California: EHV-1 ContainedBy Staff Report June 21, 2011
With no new confirmed EHV-1 cases since June 3, the California Department of Food and Agriculture on June 20 declared the outbreak contained. Containment is based on the fact that California has gone more than 14 days from the last clinical onset date without any new confirmed cases.
The neuropathogenic strain of Equine Herpes Virus-1 resulted in only two equine deaths in California, where 22 cases were tracked, but the economic impact to horse shows, trainers, and other equine-related businesses was far greater than those numbers indicate. The state went into virtual lockdown over fear of the disease.
Although EHV-1 was initially traced to horses that attended the National Cutting Horse Association’s Western National Championships, April 27-May 8 in Ogden, Utah, the fear pervaded every discipline, from jumpers to polo and dressage. Horse owners and facility overseers went into a panic over potential infiltration. Some stable managers went so far as to discourage contact with “unknown” horses by telling boarders that if they removed their animals from the premises they would not be re-admitted until the danger passed.
California’s state veterinarian Dr. Annette Whiteford indicated that a conscientious response from owners minimalized the impact of the disease. “I want to thank California’s horse owners and veterinarians for their prompt and thorough actions to isolate and monitor exposed animals and contain this outbreak of EHV-1,” Whiteford said. “We also owe the success of this project in part to the outstanding isolation biosecurity measures implemented by horse facility managers, show/event managers and other professionals who work with and care for horses.”

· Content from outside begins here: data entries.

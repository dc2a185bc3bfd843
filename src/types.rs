//! Typed configuration values for the artifacts addon
//!
//! Job configuration arrives as loosely typed JSON. This module narrows it to
//! the value shapes the addon understands and names the credentials it
//! requires.

use serde::Serialize;
use serde_json::Value;
use strum::{Display, EnumIter, EnumString};

use crate::error::{AddonError, Result};

/// A single configuration value.
///
/// Sequences hold their items already rendered as strings; the addon only
/// ever joins them.
#[derive(Debug, Clone, PartialEq, Serialize)]
#[serde(untagged)]
pub enum ConfigValue {
    Text(String),
    Integer(i64),
    Float(f64),
    Bool(bool),
    List(Vec<String>),
}

impl ConfigValue {
    /// Narrow a JSON value to a config value.
    ///
    /// Returns `Ok(None)` for `null`, which callers treat as an absent key.
    /// Nested objects and nested arrays are rejected.
    pub fn from_json(key: &str, value: &Value) -> Result<Option<Self>> {
        let converted = match value {
            Value::Null => return Ok(None),
            Value::Bool(b) => ConfigValue::Bool(*b),
            Value::Number(n) => number_value(n),
            Value::String(s) => ConfigValue::Text(s.clone()),
            Value::Array(items) => {
                let rendered = items
                    .iter()
                    .map(|item| scalar_string(key, item))
                    .collect::<Result<Vec<_>>>()?;
                ConfigValue::List(rendered)
            }
            Value::Object(_) => {
                return Err(AddonError::config(format!(
                    "key '{}' holds a nested object; expected a string, number, boolean or list",
                    key
                )));
            }
        };
        Ok(Some(converted))
    }

    /// Render the value as an environment variable value.
    ///
    /// Lists are joined with `;`, the separator the upload tool splits on.
    pub fn to_env_value(&self) -> String {
        match self {
            ConfigValue::List(items) => items.join(";"),
            other => other.scalar_text(),
        }
    }

    /// Render the value for inline use on a command line.
    ///
    /// Lists are joined with spaces so `["--a", "--b"]` becomes `--a --b`.
    pub fn to_inline(&self) -> String {
        match self {
            ConfigValue::List(items) => items.join(" "),
            other => other.scalar_text(),
        }
    }

    /// Whether the value counts as set. Only boolean `false` does not.
    pub fn is_present(&self) -> bool {
        !matches!(self, ConfigValue::Bool(false))
    }

    fn scalar_text(&self) -> String {
        match self {
            ConfigValue::Text(s) => s.clone(),
            ConfigValue::Integer(i) => i.to_string(),
            ConfigValue::Float(f) => format_float(*f),
            ConfigValue::Bool(b) => b.to_string(),
            ConfigValue::List(items) => items.join(";"),
        }
    }
}

impl std::fmt::Display for ConfigValue {
    fn fmt(&self, f: &mut std::fmt::Formatter<'_>) -> std::fmt::Result {
        write!(f, "{}", self.to_env_value())
    }
}

impl From<&str> for ConfigValue {
    fn from(s: &str) -> Self {
        ConfigValue::Text(s.to_string())
    }
}

impl From<String> for ConfigValue {
    fn from(s: String) -> Self {
        ConfigValue::Text(s)
    }
}

impl From<i64> for ConfigValue {
    fn from(i: i64) -> Self {
        ConfigValue::Integer(i)
    }
}

impl From<f64> for ConfigValue {
    fn from(f: f64) -> Self {
        ConfigValue::Float(f)
    }
}

impl From<bool> for ConfigValue {
    fn from(b: bool) -> Self {
        ConfigValue::Bool(b)
    }
}

impl From<Vec<&str>> for ConfigValue {
    fn from(items: Vec<&str>) -> Self {
        ConfigValue::List(items.into_iter().map(str::to_string).collect())
    }
}

/// Render a float, keeping a trailing `.0` on integral values (`5242880.0`).
pub fn format_float(value: f64) -> String {
    if value.is_finite() && value.fract() == 0.0 && value.abs() < 1e16 {
        format!("{:.1}", value)
    } else {
        format!("{}", value)
    }
}

fn number_value(n: &serde_json::Number) -> ConfigValue {
    if let Some(i) = n.as_i64() {
        ConfigValue::Integer(i)
    } else {
        // u64 beyond i64::MAX or a real float
        ConfigValue::Float(n.as_f64().unwrap_or(f64::NAN))
    }
}

fn scalar_string(key: &str, item: &Value) -> Result<String> {
    match item {
        Value::Null => Ok(String::new()),
        Value::Bool(b) => Ok(b.to_string()),
        Value::Number(n) => Ok(number_value(n).to_env_value()),
        Value::String(s) => Ok(s.clone()),
        Value::Array(_) | Value::Object(_) => Err(AddonError::config(format!(
            "key '{}' holds a nested collection; list items must be scalars",
            key
        ))),
    }
}

/// Credentials the upload tool cannot run without.
///
/// Variant order is the order they are checked and reported in.
#[derive(Debug, Clone, Copy, PartialEq, Eq, Hash, Serialize)]
#[derive(Display, EnumString, EnumIter)]
#[strum(serialize_all = "lowercase")]
#[serde(rename_all = "lowercase")]
pub enum Credential {
    Key,
    Secret,
    Bucket,
}

impl Credential {
    /// The config key this credential is read from.
    pub fn as_str(&self) -> &'static str {
        match self {
            Credential::Key => "key",
            Credential::Secret => "secret",
            Credential::Bucket => "bucket",
        }
    }
}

While the CDFA did issue the all-clear, it also imparted a stern reminder that “California horse owners remain vigilant” and continue to apply “consistent, basic biosecurity practices” that will prevent the spread not only of EHV-1, but more common illnesses such as influenza, strangles and pigeon fever.
These measures include:
• Minimize horse nose-to-nose contact with horses of unknown disease status.
• Don’t share equipment including buckets, tack and grooming equipment.
• Avoid using communal water troughs.
• Fill water buckets directly from the faucet to eliminate potential hose contamination.
• Limit human contact between horses or wash hands or use hand sanitizer between horse contacts.
• Prior to returning home from an event, clean and disinfect all equipment, including trailer, clothing,
tack grooming supplies.
• Isolate all new horses or horses returning home for a minimum of three weeks. Isolation means no direct
contact with other horses or humans and no indirect contact via shared equipment.
• Consult your veterinarian to establish appropriate vaccination for your horse(s).
Horse owners are strongly encouraged to consult their veterinarian regarding these steps and others to
determine how best to reduce the risk of your horse acquiring an infectious disease.
For more CDFA information, including a FAQ and Situation Report, click here.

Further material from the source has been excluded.